Bank of England Governor Mark Carney said on Friday that the UK central bank’s next move is going to be an increase in rates, dismissing claims that there will be a cut, even though there is record low inflation.
Carney said during a panel discussion at a Bundesbank conference in Frankfurt:
“We’re still in a position where our message is… that the next move in interest rates is going to be up,”
The BoE is still set on increasing rates and not cutting them.
Deputy governor Ben Broadbent sent a similar message on Friday at Imperial College Business School, London, where he played down the threat of protracted deflation saying that the UK was unlikely to suffer from a prolonged period of deflation.
He said: ‘The likelihood of a broad and protracted deflation, afflicting wages as well as prices, is pretty low.’
BoE chief economist Andy Haldane is looking isolated
Last week Andy Haldane said that that rates are as likely to be cut as they are as to increase as deflation could last longer than expected unless the BoE takes action.

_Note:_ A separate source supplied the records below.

// Symphonia
// Copyright (c) 2019-2022 The Project Symphonia Developers.
//
// This Source Code Form is subject to the terms of the Mozilla Public
// License, v. 2.0. If a copy of the MPL was not distributed with this
// file, You can obtain one at https://mozilla.org/MPL/2.0/.

use mpadec_core::errors::{decode_error, Result};
use mpadec_core::io::{BitReaderLtr, BufReader, FiniteBitStream, ReadBitsLtr, ReadBytes};

use crate::common::*;
use crate::layer12::{dequantize, intensity_bound, LAYER12_SCALEFACTORS};
use crate::synthesis;

/// The number of samples per sub-band in a layer 1 frame.
const SAMPLES_PER_SUBBAND: usize = 12;

pub struct Layer1 {
    synthesis: [synthesis::SynthesisState; 2],
}

impl Layer1 {
    pub fn new() -> Self {
        Self { synthesis: Default::default() }
    }
}

impl Layer for Layer1 {
    fn decode(
        &mut self,
        reader: &mut BufReader<'_>,
        header: &FrameHeader,
        params: &DecodeParams<'_>,
        out: &mut [[f32; MAX_SAMPLES_PER_FRAME]; 2],
    ) -> Result<usize> {
        let crc = if header.has_crc() { Some(reader.read_be_u16()?) } else { None };

        let buf = reader.read_buf_bytes_available_ref();

        let mut bs = BitReaderLtr::new(buf);

        let mut alloc = [[0u32; 32]; 2];
        let mut scalefacs = [[0f32; 32]; 2];

        let n_channels = header.n_channels();
        let bound = intensity_bound(header);

        // Read the bit allocations. Intensity coded sub-bands share one allocation.
        for sb in 0..SB_LIMIT {
            let n_coded = if sb < bound { n_channels } else { 1 };

            for ch in 0..n_coded {
                let bits = bs.read_bits_leq32(4)?;

                if bits == 0xf {
                    return decode_error("mpa: invalid layer 1 bit allocation");
                }

                alloc[ch][sb] = if bits != 0 { bits + 1 } else { 0 };
            }

            if sb >= bound {
                alloc[1][sb] = alloc[0][sb];
            }
        }

        // The CRC protects the bit allocations.
        if let Some(crc) = crc {
            let n_bits = 8 * buf.len() - bs.bits_left() as usize;
            check_crc(header, crc, buf, n_bits, params.verify)?;
        }

        // Read a scale factor for each allocated sub-band.
        for sb in 0..SB_LIMIT {
            for ch in 0..n_channels {
                if alloc[ch][sb] != 0 {
                    let index = bs.read_bits_leq32(6)? as usize;

                    scalefacs[ch][sb] = LAYER12_SCALEFACTORS[index];
                }
            }
        }

        let mut samples = [[0f32; 32 * SAMPLES_PER_SUBBAND]; 2];

        for s in 0..SAMPLES_PER_SUBBAND {
            for sb in 0..SB_LIMIT {
                if sb < bound {
                    for ch in 0..n_channels {
                        let bits = alloc[ch][sb];

                        if bits != 0 {
                            let sample = dequantize(bits, bs.read_bits_leq32(bits)?);

                            samples[ch][SAMPLES_PER_SUBBAND * sb + s] = scalefacs[ch][sb] * sample;
                        }
                    }
                }
                else {
                    // One sample is coded for both channels, each with their own scale factor.
                    let bits = alloc[0][sb];

                    if bits != 0 {
                        let sample = dequantize(bits, bs.read_bits_leq32(bits)?);

                        for ch in 0..n_channels {
                            samples[ch][SAMPLES_PER_SUBBAND * sb + s] =
                                scalefacs[ch][sb] * sample;
                        }
                    }
                }
            }
        }

        for (ch, samples) in samples.iter().enumerate().take(n_channels) {
            synthesis::synthesis(
                &mut self.synthesis[ch],
                SAMPLES_PER_SUBBAND,
                samples,
                params.eq,
                &mut out[ch][..32 * SAMPLES_PER_SUBBAND],
            );
        }

        Ok(32 * SAMPLES_PER_SUBBAND)
    }

    fn reset(&mut self) {
        for state in self.synthesis.iter_mut() {
            state.reset();
        }
    }
}

#[cfg(test)]
mod tests {
    use super::*;
    use crate::common::testing::BitWriter;
    use crate::header::parse_frame_header;
    use crate::synthesis::{synthesis, SynthesisState};

    use mpadec_core::checksum::Crc16Ansi;
    use mpadec_core::io::Monitor;

    // MPEG1 layer 1, 384 kbps, 48 kHz, mono. The frame is 384 bytes long.
    const MONO_HEADER: u32 = 0xffff_c4c0;

    // As above, but CRC protected.
    const MONO_CRC_HEADER: u32 = 0xfffe_c4c0;

    fn decode(word: u32, payload: &[u8], verify: bool) -> Result<(usize, [[f32; 1152]; 2])> {
        let header = parse_frame_header(word)?;
        let params = DecodeParams { verify, eq: None };

        let mut out = [[0f32; MAX_SAMPLES_PER_FRAME]; 2];
        let mut layer = Layer1::new();

        let n = layer.decode(&mut BufReader::new(payload), &header, &params, &mut out)?;
        Ok((n, out))
    }

    /// Writes a mono payload with a single allocated sub-band.
    fn tone_payload(bits: &mut BitWriter) {
        // Sub-band 0 has 4 bit samples, all other sub-bands are silent.
        bits.put(3, 4);
        for _ in 1..32 {
            bits.put(0, 4);
        }
        // Scale factor 3 is unity.
        bits.put(3, 6);
        for _ in 0..12 {
            bits.put(14, 4);
        }
    }

    #[test]
    fn verify_silent_frame() {
        let (n, out) = decode(MONO_HEADER, &[0u8; 380], false).unwrap();

        assert_eq!(n, 384);
        assert!(out[0][..384].iter().all(|&s| s == 0.0));
    }

    #[test]
    fn verify_invalid_allocation() {
        let mut bits = BitWriter::new();
        bits.put(0xf, 4);

        assert!(decode(MONO_HEADER, &bits.into_bytes(380), false).is_err());
    }

    #[test]
    fn verify_tone_frame() {
        let mut bits = BitWriter::new();
        tone_payload(&mut bits);

        let (n, out) = decode(MONO_HEADER, &bits.into_bytes(380), false).unwrap();

        // The decoded sub-band samples run through the same filterbank.
        let mut expected_in = [0f32; 384];
        for s in expected_in[..12].iter_mut() {
            *s = 14.0 / 15.0;
        }

        let mut expected = [0f32; 384];
        synthesis(&mut SynthesisState::default(), 12, &expected_in, None, &mut expected);

        assert_eq!(n, 384);
        for (a, b) in out[0][..384].iter().zip(&expected[..]) {
            assert!((a - b).abs() < 1e-6);
        }
        assert!(out[0][..384].iter().any(|&s| s != 0.0));
    }

    #[test]
    fn verify_crc() {
        let mut bits = BitWriter::new();
        tone_payload(&mut bits);
        let payload = bits.into_bytes(378);

        // The CRC covers the last two header bytes and the 128 allocation bits.
        let mut crc = Crc16Ansi::new(0xffff);
        crc.process_double_bytes((MONO_CRC_HEADER as u16).to_be_bytes());
        crc.process_buf_bytes(&payload[..16]);

        let mut frame = crc.crc().to_be_bytes().to_vec();
        frame.extend_from_slice(&payload);

        assert!(decode(MONO_CRC_HEADER, &frame, true).is_ok());

        frame[0] ^= 0xff;

        assert!(decode(MONO_CRC_HEADER, &frame, true).is_err());
        assert!(decode(MONO_CRC_HEADER, &frame, false).is_ok());
    }
}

However, he has been left looking isolated over the past few days as other top policymakers at the central bank share different opinions, including David Miles, Kristin Forbes, Minouche Shafik, Broadbent and Carney.
Analysts expect rates to rise next year
Since the beginning of 2015 all nine members of the BoE’s rate-setting committee have voted to keep rates at 0.5 percent.
Broadbent told the The Times that rates would rise over the next few years.
“The truth is that if Andy had felt that strongly he would’ve voted for a rate cut. What we do is we vote on interest rates today. We do not vote on them in the future,” he told the newspaper in an interview.
The majority of analysts expect the first BoE rate hike to come next year.